#### Required work
Where does the string "post" appear in the records? Copy every line that contains it.

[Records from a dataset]

————————

use crate::{
    auth::{AuthService, AuthenticatedUser},
    error::AppError,
    models::{user::normalize_email, Task, TaskInput, TaskStatusUpdate},
    store::TaskStore,
};
use actix_web::{delete, get, patch, post, put, web, HttpResponse, Responder};
use uuid::Uuid;
use validator::Validate;

/// Lists the tasks owned by `user_id`, newest first.
///
/// `user_id` must be the caller's own id.
///
/// ## Responses:
/// - `200 OK`: JSON array of `Task` objects (possibly empty).
/// - `401 Unauthorized`: missing or invalid token.
/// - `403 Forbidden`: `user_id` belongs to someone else.
#[get("/{user_id}")]
pub async fn get_tasks(
    auth: web::Data<AuthService>,
    tasks: web::Data<dyn TaskStore>,
    caller: AuthenticatedUser,
    user_id: web::Path<i32>,
) -> Result<impl Responder, AppError> {
    let owner = auth.current_user(&caller.0).await?;
    if owner.id != user_id.into_inner() {
        return Err(AppError::Forbidden(
            "Cannot list another user's tasks".into(),
        ));
    }

    let owned = tasks.find_tasks_by_owner(owner.id).await?;
    Ok(HttpResponse::Ok().json(owned))
}

/// Creates a task owned by the user with the given email.
///
/// The email in the path must be the caller's. Omitted fields take their defaults:
/// `completed: false`, `priority: MEDIUM`, no description or due date.
///
/// ## Responses:
/// - `201 Created`: the new `Task`.
/// - `403 Forbidden`: `email` is not the caller's.
/// - `422 Unprocessable Entity`: title empty or too long, description too long.
#[post("/{email}")]
pub async fn create_task(
    auth: web::Data<AuthService>,
    tasks: web::Data<dyn TaskStore>,
    caller: AuthenticatedUser,
    email: web::Path<String>,
    task_data: web::Json<TaskInput>,
) -> Result<impl Responder, AppError> {
    task_data.validate()?;

    let owner = auth.current_user(&caller.0).await?;
    if normalize_email(&email) != owner.email {
        return Err(AppError::Forbidden(
            "Cannot create tasks for another user".into(),
        ));
    }

    let created = tasks
        .create_task(Task::new(task_data.into_inner(), owner.id))
        .await?;
    log::info!("user {} created task {}", owner.id, created.id);

    Ok(HttpResponse::Created().json(created))
}

/// Sets or clears a task's completion flag.
///
/// Completing a task stamps `completedAt`; reopening it clears the stamp.
///
/// ## Responses:
/// - `200 OK`: the updated `Task`.
/// - `404 Not Found`: no such task among the caller's tasks.
#[patch("/{id}/status")]
pub async fn update_task_status(
    auth: web::Data<AuthService>,
    tasks: web::Data<dyn TaskStore>,
    caller: AuthenticatedUser,
    task_id: web::Path<Uuid>,
    status: web::Json<TaskStatusUpdate>,
) -> Result<impl Responder, AppError> {
    let owner = auth.current_user(&caller.0).await?;
    let updated = tasks
        .update_task_status(task_id.into_inner(), owner.id, status.completed)
        .await?;

    Ok(HttpResponse::Ok().json(updated))
}

/// Replaces a task's title, description, due date, priority and completion flag.
///
/// ## Responses:
/// - `200 OK`: the updated `Task`.
/// - `404 Not Found`: no such task among the caller's tasks.
/// - `422 Unprocessable Entity`: invalid input.
#[put("/{id}")]
pub async fn update_task(
    auth: web::Data<AuthService>,
    tasks: web::Data<dyn TaskStore>,
    caller: AuthenticatedUser,
    task_id: web::Path<Uuid>,
    task_data: web::Json<TaskInput>,
) -> Result<impl Responder, AppError> {
    task_data.validate()?;

    let owner = auth.current_user(&caller.0).await?;
    let updated = tasks
        .update_task(task_id.into_inner(), owner.id, task_data.into_inner())
        .await?;

    Ok(HttpResponse::Ok().json(updated))
}

/// Deletes a task.
///
/// ## Responses:
/// - `204 No Content`: deleted.
/// - `404 Not Found`: no such task among the caller's tasks.
#[delete("/{id}")]
pub async fn delete_task(
    auth: web::Data<AuthService>,
    tasks: web::Data<dyn TaskStore>,
    caller: AuthenticatedUser,
    task_id: web::Path<Uuid>,
) -> Result<impl Responder, AppError> {
    let owner = auth.current_user(&caller.0).await?;
    let task_uuid = task_id.into_inner();
    tasks.delete_task(task_uuid, owner.id).await?;
    log::info!("user {} deleted task {}", owner.id, task_uuid);

    Ok(HttpResponse::NoContent().finish())
}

————————

#### Finished task
use actix_web::{delete, get, patch, post, put, web, HttpResponse, Responder};
#[post("/{email}")]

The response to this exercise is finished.